Below are records; please set down exactly the lines from the first through the one containing "#[derive(Debug, Clone, Copy, PartialEq, Eq, Hash)]".

#### DATA FOR REVIEW ####

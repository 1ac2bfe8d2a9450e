//! Pending-operation bookkeeping: named buckets of typed waiters plus
//! tracked timers that are guaranteed to die with their owner.

use std::any::Any;
use std::collections::HashMap;
use std::fmt::{self, Debug, Formatter};
use std::sync::{Arc, Weak};
use std::sync::atomic::{AtomicU64, Ordering};

use parking_lot::Mutex;
use tokio::task::AbortHandle;
use tokio::time::Duration;

/// Bucket holding client request waiters, keyed by request id.
pub(crate) const PENDING_REQUESTS: &str = "inbox:pending_requests";
/// Bucket holding connectivity-probe waiters on the client side.
pub(crate) const PENDING_IS_CONNECT: &str = "inbox:pending_is_connect";
/// Bucket holding receipt-confirmation waiters, keyed by ack id.
pub(crate) const PENDING_ACKS: &str = "endpoint:pending_acks";
/// Bucket holding server-side heartbeat waiters, keyed by request id.
pub(crate) const PENDING_HEARTBEATS: &str = "endpoint:pending_heartbeats";
/// Bucket holding deferred requests waiting for their body stream.
pub(crate) const PENDING_STREAM_STARTS: &str = "streams:pending_starts";

/// Token for cancelling a tracked timer.
#[derive(Debug, Clone, Copy, PartialEq, Eq, Hash)]
pub struct TimerId(u64);

type Bucket = HashMap<String, Box<dyn Any + Send>>;

struct PendingInner {
    buckets: Mutex<HashMap<String, Bucket>>,
    timers: Mutex<HashMap<u64, AbortHandle>>,
    next_timer: AtomicU64,
}

/// Named maps of in-flight operations plus the timers that expire them.
///
/// Every timer started here is remembered until it fires or is cleared, and
/// [`clear_all`](Self::clear_all) cancels the lot; teardown can therefore
/// never leak a timer into a destroyed endpoint.
#[derive(Clone)]
pub struct PendingManager {
    inner: Arc<PendingInner>,
}

impl Default for PendingManager {
    fn default() -> Self {
        Self::new()
    }
}

impl PendingManager {
    /// New, empty manager.
    #[must_use]
    pub fn new() -> Self {
        Self {
            inner: Arc::new(PendingInner {
                buckets: Mutex::new(HashMap::new()),
                timers: Mutex::new(HashMap::new()),
                next_timer: AtomicU64::new(1),
            }),
        }
    }

    /// Store `value` under `bucket`/`key`, replacing any previous entry.
    pub fn insert<T: Any + Send>(&self, bucket: &str, key: &str, value: T) {
        self.inner
            .buckets
            .lock()
            .entry(bucket.to_owned())
            .or_default()
            .insert(key.to_owned(), Box::new(value));
    }

    /// Take the entry out, downcast to `T`. `None` when absent or of a
    /// different type.
    pub fn remove<T: Any + Send>(&self, bucket: &str, key: &str) -> Option<T> {
        let mut buckets = self.inner.buckets.lock();
        let entries = buckets.get_mut(bucket)?;
        let any = entries.remove(key)?;
        match any.downcast::<T>() {
            Ok(value) => Some(*value),
            Err(any) => {
                // Wrong type: put it back rather than silently dropping it.
                entries.insert(key.to_owned(), any);
                None
            }
        }
    }

    /// Whether an entry exists.
    #[must_use]
    pub fn contains(&self, bucket: &str, key: &str) -> bool {
        self.inner
            .buckets
            .lock()
            .get(bucket)
            .is_some_and(|entries| entries.contains_key(key))
    }

    /// Run `f` against the entry in place.
    pub fn with<T: Any + Send, R>(
        &self,
        bucket: &str,
        key: &str,
        f: impl FnOnce(&mut T) -> R,
    ) -> Option<R> {
        let mut buckets = self.inner.buckets.lock();
        let entry = buckets.get_mut(bucket)?.get_mut(key)?;
        entry.downcast_mut::<T>().map(f)
    }

    /// Number of entries in a bucket.
    #[must_use]
    pub fn len(&self, bucket: &str) -> usize {
        self.inner
            .buckets
            .lock()
            .get(bucket)
            .map_or(0, HashMap::len)
    }

    /// Whether a bucket has no entries.
    #[must_use]
    pub fn is_empty(&self, bucket: &str) -> bool {
        self.len(bucket) == 0
    }

    /// Schedule `f` to run once after `delay`. The timer is tracked until it
    /// fires or is cleared.
    pub fn set_timeout(&self, delay: Duration, f: impl FnOnce() + Send + 'static) -> TimerId {
        let id = self.inner.next_timer.fetch_add(1, Ordering::Relaxed);
        let weak: Weak<PendingInner> = Arc::downgrade(&self.inner);
        let handle = tokio::spawn(async move {
            tokio::time::sleep(delay).await;
            if let Some(inner) = weak.upgrade() {
                inner.timers.lock().remove(&id);
            }
            f();
        });
        self.inner.timers.lock().insert(id, handle.abort_handle());
        TimerId(id)
    }

    /// Cancel a timer before it fires. Harmless when it already fired.
    pub fn clear_timeout(&self, id: TimerId) {
        if let Some(handle) = self.inner.timers.lock().remove(&id.0) {
            handle.abort();
        }
    }

    /// Cancel every tracked timer and drop every bucket entry.
    pub fn clear_all(&self) {
        let handles: Vec<AbortHandle> = {
            let mut timers = self.inner.timers.lock();
            timers.drain().map(|(_, handle)| handle).collect()
        };
        for handle in handles {
            handle.abort();
        }
        self.inner.buckets.lock().clear();
    }

    /// Number of live tracked timers.
    #[must_use]
    pub fn timer_count(&self) -> usize {
        self.inner.timers.lock().len()
    }
}

impl Debug for PendingManager {
    fn fmt(&self, f: &mut Formatter<'_>) -> fmt::Result {
        f.debug_struct("PendingManager")
            .field("buckets", &self.inner.buckets.lock().len())
            .field("timers", &self.timer_count())
            .finish()
    }
}

/// Name-keyed saturation counters.
#[derive(Default)]
pub struct Limiter {
    counters: Mutex<HashMap<(String, String), usize>>,
}

impl Limiter {
    /// New limiter with no counts.
    #[must_use]
    pub fn new() -> Self {
        Self::default()
    }

    /// Count one more occupant under `bucket`/`key` unless `limit` is
    /// already reached.
    pub fn try_acquire(&self, bucket: &str, key: &str, limit: usize) -> bool {
        let mut counters = self.counters.lock();
        let count = counters
            .entry((bucket.to_owned(), key.to_owned()))
            .or_insert(0);
        if *count >= limit {
            return false;
        }
        *count += 1;
        true
    }

    /// Release one occupant.
    pub fn release(&self, bucket: &str, key: &str) {
        let full_key = (bucket.to_owned(), key.to_owned());
        let mut counters = self.counters.lock();
        let drained = match counters.get_mut(&full_key) {
            Some(count) => {
                *count = count.saturating_sub(1);
                *count == 0
            }
            None => false,
        };
        if drained {
            counters.remove(&full_key);
        }
    }
}

impl Debug for Limiter {
    fn fmt(&self, f: &mut Formatter<'_>) -> fmt::Result {
        f.debug_struct("Limiter")
            .field("counters", &self.counters.lock().len())
            .finish()
    }
}

#[cfg(test)]
mod tests {
    use super::*;
    use std::sync::atomic::AtomicUsize;
    use tokio::time::sleep;

    #[tokio::test]
    async fn typed_buckets_round_trip() {
        let pending = PendingManager::new();
        pending.insert(PENDING_REQUESTS, "r1", 41u32);
        assert!(pending.contains(PENDING_REQUESTS, "r1"));
        assert_eq!(pending.len(PENDING_REQUESTS), 1);

        pending.with(PENDING_REQUESTS, "r1", |value: &mut u32| *value += 1);
        // Wrong type leaves the entry alone.
        assert_eq!(pending.remove::<String>(PENDING_REQUESTS, "r1"), None);
        assert_eq!(pending.remove::<u32>(PENDING_REQUESTS, "r1"), Some(42));
        assert!(pending.is_empty(PENDING_REQUESTS));
    }

    #[tokio::test]
    async fn cleared_timer_never_fires() {
        let pending = PendingManager::new();
        let fired = Arc::new(AtomicUsize::new(0));
        let timer = {
            let fired = Arc::clone(&fired);
            pending.set_timeout(Duration::from_millis(10), move || {
                fired.fetch_add(1, Ordering::SeqCst);
            })
        };
        pending.clear_timeout(timer);
        sleep(Duration::from_millis(40)).await;
        assert_eq!(fired.load(Ordering::SeqCst), 0);
        assert_eq!(pending.timer_count(), 0);
    }

    #[tokio::test]
    async fn fired_timer_untracks_itself() {
        let pending = PendingManager::new();
        let fired = Arc::new(AtomicUsize::new(0));
        {
            let fired = Arc::clone(&fired);
            pending.set_timeout(Duration::from_millis(5), move || {
                fired.fetch_add(1, Ordering::SeqCst);
            });
        }
        sleep(Duration::from_millis(40)).await;
        assert_eq!(fired.load(Ordering::SeqCst), 1);
        assert_eq!(pending.timer_count(), 0);
    }

    #[tokio::test]
    async fn clear_all_cancels_every_timer_and_entry() {
        let pending = PendingManager::new();
        let fired = Arc::new(AtomicUsize::new(0));
        for _ in 0..5 {
            let fired = Arc::clone(&fired);
            pending.set_timeout(Duration::from_millis(10), move || {
                fired.fetch_add(1, Ordering::SeqCst);
            });
        }
        pending.insert(PENDING_ACKS, "a1", ());
        pending.clear_all();
        sleep(Duration::from_millis(40)).await;
        assert_eq!(fired.load(Ordering::SeqCst), 0);
        assert_eq!(pending.timer_count(), 0);
        assert!(pending.is_empty(PENDING_ACKS));
    }

    #[test]
    fn limiter_saturates_and_releases() {
        let limiter = Limiter::new();
        assert!(limiter.try_acquire("streams", "s1", 2));
        assert!(limiter.try_acquire("streams", "s1", 2));
        assert!(!limiter.try_acquire("streams", "s1", 2));
        limiter.release("streams", "s1");
        assert!(limiter.try_acquire("streams", "s1", 2));
    }
}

####

● TASK SOLUTION:
repository 1ac2bfe8d2a9450e
//! Pending-operation bookkeeping: named buckets of typed waiters plus
//! tracked timers that are guaranteed to die with their owner.

use std::any::Any;
use std::collections::HashMap;
use std::fmt::{self, Debug, Formatter};
use std::sync::{Arc, Weak};
use std::sync::atomic::{AtomicU64, Ordering};

use parking_lot::Mutex;
use tokio::task::AbortHandle;
use tokio::time::Duration;

/// Bucket holding client request waiters, keyed by request id.
pub(crate) const PENDING_REQUESTS: &str = "inbox:pending_requests";
/// Bucket holding connectivity-probe waiters on the client side.
pub(crate) const PENDING_IS_CONNECT: &str = "inbox:pending_is_connect";
/// Bucket holding receipt-confirmation waiters, keyed by ack id.
pub(crate) const PENDING_ACKS: &str = "endpoint:pending_acks";
/// Bucket holding server-side heartbeat waiters, keyed by request id.
pub(crate) const PENDING_HEARTBEATS: &str = "endpoint:pending_heartbeats";
/// Bucket holding deferred requests waiting for their body stream.
pub(crate) const PENDING_STREAM_STARTS: &str = "streams:pending_starts";

/// Token for cancelling a tracked timer.
#[derive(Debug, Clone, Copy, PartialEq, Eq, Hash)]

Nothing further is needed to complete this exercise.